No porque estuviésemos cerrados a escuchar a los adultos. Si no, porque los
argumentos que esgrimieron son patéticos. Son inválidos racionalmente. Son
indemostrables. Apelan a cuestiones que pasan por la fe y no por la verdad
fisiológica, psicológica ni emocional. Ni siquiera ven de refilón la verdad del
mundo actual. De la emotividad femenina. De que el sexo hace rato que dejó de
ser únicamente- si alguna vez lo fue- para procrear. El sexo tiene cientos de
matices. Y eso no se puede negar. El argumento de “si no se cuidaron y están
embarazadas, jódanse” no solamente manifiesta la poca capacidad de reflexión,
la imposibilidad de empatizar con otros, si no también –y especialmente- deja
por fuera la realidad objetiva de que el sexo es muchas cosas diferentes para
muchas personas distintas. Diversión, placer, autoestima, perversión, comunión,
egoísmo, superación, intimidad, dolor, ternura, y así al infinito. Pensar que
el sexo tiene un rol social determinado vinculado con la continuación de la
especie es hacer una lectura del mundo actual, que no solamente esta demodé,
sino que atenta contra el desarrollo del Hombre mucho más allá de lo que la
Religión católica ha planeado para él. El hombre es singularidad. En sociedad,
sí, claro. Necesito creer, necesito estar convencida de que hay posibilidad de
auténtica felicidad. Que más allá de que uno sea un buen amigo, un buen hijo,
un buen estudiante, un gran profesional, un potente proveedor, un solidario, un
exitoso… que más allá de todo eso, podamos ser nuestra Verdad. Que podamos
sentirnos orgullosos de lo que creemos y pensamos[1], sin reparar en lo que
digan los supuestos sociales, económicos, religiosos o una moralidad particular
al respecto. Bancarnos nuestra honestidad. Nuestra verdad más sensible, más
profunda, de las entrañas. Aunque algunos –o muchos- dejen de querernos o de
frecuentarnos porque esa singularidad, les rompe las pelotas. Pero, ¿saben por
qué? Porque les expone su propia mediocridad.
Yo quiero ser un ejemplo
para mí misma. No porque me las sepa todas. No porque no esté aprendiendo
constantemente –con cada parpadeo- apoderándome de reflexiones que me hacen
rever mi manera de ser conmigo misma y con los demás. Pero lo que más me
interesa aprender en este momento –porque me sobra tiempo para aprender de los
demás cuando quiera tener un vínculo elegido (no como el azaroso que nos viene
con la familia)- ahora quiero aprender a respetarme. A mejorarme. A defenderme.
A indagarme cuando haga falta. A no serme hostil. Porque mi propio orgullo de
mí misma, habla de mi capacidad de esfuerzo -o de su ausencia-, de mi habilidad
como sujeto que es capaz de crearse, y, entonces, de crear.

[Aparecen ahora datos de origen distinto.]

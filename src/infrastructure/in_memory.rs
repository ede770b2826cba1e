use crate::domain::order::{Order, OrderId};
use crate::domain::ports::{OrderStore, ReconciliationQueue, ReconciliationRecord};
use crate::error::StoreError;
use async_trait::async_trait;
use std::collections::HashMap;
use std::sync::Arc;
use tokio::sync::RwLock;

/// A thread-safe in-memory order store.
///
/// Uses `Arc<RwLock<HashMap<OrderId, Order>>>` for shared concurrent
/// access. Both writes are plain inserts keyed by order identity, which
/// makes them idempotent upserts for free. Ideal for tests and the demo
/// driver; swap in the RocksDB store for real durability.
#[derive(Default, Clone)]
pub struct InMemoryOrderStore {
    orders: Arc<RwLock<HashMap<OrderId, Order>>>,
}

impl InMemoryOrderStore {
    pub fn new() -> Self {
        Self::default()
    }

    pub async fn get(&self, id: OrderId) -> Option<Order> {
        let orders = self.orders.read().await;
        orders.get(&id).cloned()
    }

    pub async fn len(&self) -> usize {
        let orders = self.orders.read().await;
        orders.len()
    }

    pub async fn is_empty(&self) -> bool {
        self.len().await == 0
    }
}

#[async_trait]
impl OrderStore for InMemoryOrderStore {
    async fn save_pending(&self, order: &Order) -> Result<(), StoreError> {
        let mut orders = self.orders.write().await;
        orders.insert(order.id, order.clone());
        Ok(())
    }

    async fn save_final(&self, order: &Order) -> Result<(), StoreError> {
        let mut orders = self.orders.write().await;
        orders.insert(order.id, order.clone());
        Ok(())
    }
}

/// In-memory reconciliation sink. Operators (or tests) drain it to find
/// orders that were charged but never recorded as final.
#[derive(Default, Clone)]
pub struct InMemoryReconciliationQueue {
    records: Arc<RwLock<Vec<ReconciliationRecord>>>,
}

impl InMemoryReconciliationQueue {
    pub fn new() -> Self {
        Self::default()
    }

    pub async fn len(&self) -> usize {
        let records = self.records.read().await;
        records.len()
    }

    pub async fn drain(&self) -> Vec<ReconciliationRecord> {
        let mut records = self.records.write().await;
        std::mem::take(&mut *records)
    }
}

#[async_trait]
impl ReconciliationQueue for InMemoryReconciliationQueue {
    async fn push(&self, record: ReconciliationRecord) {
        let mut records = self.records.write().await;
        records.push(record);
    }
}
//! Domain layer: the order entity, its value objects, and the ports the
//! orchestrator drives (store, processors, notification, reconciliation).

pub mod attempt;
pub mod money;
pub mod order;
pub mod ports;
//! Display-oriented schema model extracted from generated DDL.
//!
//! This module provides:
//! - Data models for tables and columns as they appear in the DDL text
//! - Regex-based `CREATE TABLE` parsing (best effort, never fails)
//! - Derivation of a flat foreign-key relationship list

mod ddl;
mod relationships;

pub use ddl::*;
pub use relationships::*;

use serde::Serialize;

/// SQL column type classification
#[derive(Debug, Clone, PartialEq, Eq)]
pub enum ColumnType {
    /// Integer types: INT, INTEGER, SMALLINT, SERIAL
    Int,
    /// Big integer types: BIGINT, BIGSERIAL
    BigInt,
    /// Text types: CHAR, VARCHAR, TEXT, etc.
    Text,
    /// UUID types
    Uuid,
    /// Decimal/numeric types
    Decimal,
    /// Date/time types
    DateTime,
    /// Boolean type
    Bool,
    /// Any other type
    Other(String),
}

impl ColumnType {
    /// Parse a SQL type string into a ColumnType
    pub fn from_sql_type(type_str: &str) -> Self {
        let type_lower = type_str.to_lowercase();
        let base_type = type_lower
            .split(|c: char| c == '(' || c == '[')
            .next()
            .unwrap_or(&type_lower)
            .trim();

        match base_type {
            "int" | "integer" | "smallint" | "int4" | "int2" | "serial" | "smallserial" => {
                ColumnType::Int
            }
            "bigint" | "int8" | "bigserial" => ColumnType::BigInt,
            "char" | "varchar" | "text" | "character" | "character varying" | "citext" => {
                ColumnType::Text
            }
            "decimal" | "numeric" | "float" | "double" | "double precision" | "real"
            | "float4" | "float8" | "money" => ColumnType::Decimal,
            "date" | "timestamp" | "time" | "timestamptz" | "timetz" | "interval" => {
                ColumnType::DateTime
            }
            "bool" | "boolean" => ColumnType::Bool,
            "uuid" => ColumnType::Uuid,
            _ if base_type.starts_with("timestamp") || base_type.starts_with("time ") => {
                ColumnType::DateTime
            }
            _ => ColumnType::Other(type_str.to_string()),
        }
    }

    /// Whether literal values of this type can be written without quotes
    pub fn is_numeric(&self) -> bool {
        matches!(
            self,
            ColumnType::Int | ColumnType::BigInt | ColumnType::Decimal
        )
    }
}

/// Column as declared in a `CREATE TABLE` body
#[derive(Debug, Clone, PartialEq, Eq, Serialize)]
pub struct Column {
    /// Column name, quoting stripped
    pub name: String,
    /// Declared type exactly as written (e.g. `VARCHAR(255)`)
    #[serde(rename = "type")]
    pub col_type: String,
    /// Set by an inline `PRIMARY KEY` or a table-level `PRIMARY KEY (...)`
    pub is_primary_key: bool,
    /// Set by an inline `REFERENCES` or a table-level `FOREIGN KEY (...)`
    pub is_foreign_key: bool,
    /// Referenced table name when this column is a foreign key
    #[serde(skip_serializing_if = "Option::is_none")]
    pub references: Option<String>,
}

impl Column {
    /// Create a plain column with no key flags
    pub fn new(name: impl Into<String>, col_type: impl Into<String>) -> Self {
        Self {
            name: name.into(),
            col_type: col_type.into(),
            is_primary_key: false,
            is_foreign_key: false,
            references: None,
        }
    }

    /// Classify the declared type
    pub fn column_type(&self) -> ColumnType {
        ColumnType::from_sql_type(&self.col_type)
    }
}

/// Table parsed from one `CREATE TABLE` statement
#[derive(Debug, Clone, PartialEq, Eq, Serialize)]
pub struct Table {
    /// Table name as written, quoting and schema prefix stripped
    pub name: String,
    /// Columns in order of appearance
    pub columns: Vec<Column>,
}

impl Table {
    /// Create a new empty table
    pub fn new(name: impl Into<String>) -> Self {
        Self {
            name: name.into(),
            columns: Vec::new(),
        }
    }

    /// Get a column by name (case-insensitive, first match)
    pub fn column(&self, name: &str) -> Option<&Column> {
        self.columns
            .iter()
            .find(|c| c.name.eq_ignore_ascii_case(name))
    }

    /// Get a mutable column by name (case-insensitive, first match)
    pub fn column_mut(&mut self, name: &str) -> Option<&mut Column> {
        self.columns
            .iter_mut()
            .find(|c| c.name.eq_ignore_ascii_case(name))
    }

    /// Columns flagged as primary key, in declaration order
    pub fn primary_key_columns(&self) -> impl Iterator<Item = &Column> {
        self.columns.iter().filter(|c| c.is_primary_key)
    }

    /// Columns flagged as foreign key, in declaration order
    pub fn foreign_key_columns(&self) -> impl Iterator<Item = &Column> {
        self.columns.iter().filter(|c| c.is_foreign_key)
    }

    /// Column names in declaration order
    pub fn column_names(&self) -> Vec<String> {
        self.columns.iter().map(|c| c.name.clone()).collect()
    }
}

/// Find a table by name (case-insensitive)
pub fn find_table<'a>(tables: &'a [Table], name: &str) -> Option<&'a Table> {
    tables.iter().find(|t| t.name == name).or_else(|| {
        tables
            .iter()
            .find(|t| t.name.eq_ignore_ascii_case(name))
    })
}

Entonces, crear, ¿es crear
vida? Es crear ¿arte? ¿Ciencia? ¿Política? ¿Ideología? ¿Qué es realizarse?
¿Tiene que ver con esta cuestión de “la realización”, la necesidad de tener
hijos? ¿Realizarse es, -desde hace siglos - el chivo expiatorio para que haya
negocios millonarios como el matrimonio y la paternidad? ¿Realizarse es actuar de
modo que se esté convencido de que la única posibilidad de auténtica felicidad se
da a través de la familia? No sé. Pienso. Me parece. Y me horroriza. Porque un
poco de compromiso con eso tengo. Porque así es mi familia. Así piensa todo el
mundo para cualquier lado que miro. Y yo creo que quiero –léase necesito- ser
egoísta. Singularidad. Individualidad. Sin herir a nadie. Sin deberle nada a
nadie. Y a veces me tienta el modo de ser impreso en el ADN. Pero
–afortunadamente- me doy cuenta, y trato de correr hacia el lado opuesto. Sin
juzgar. En silencio.
Eso hice en el debate. Lo
hice yo y lo hicieron muchos. En realidad, al principio estábamos entusiasmados.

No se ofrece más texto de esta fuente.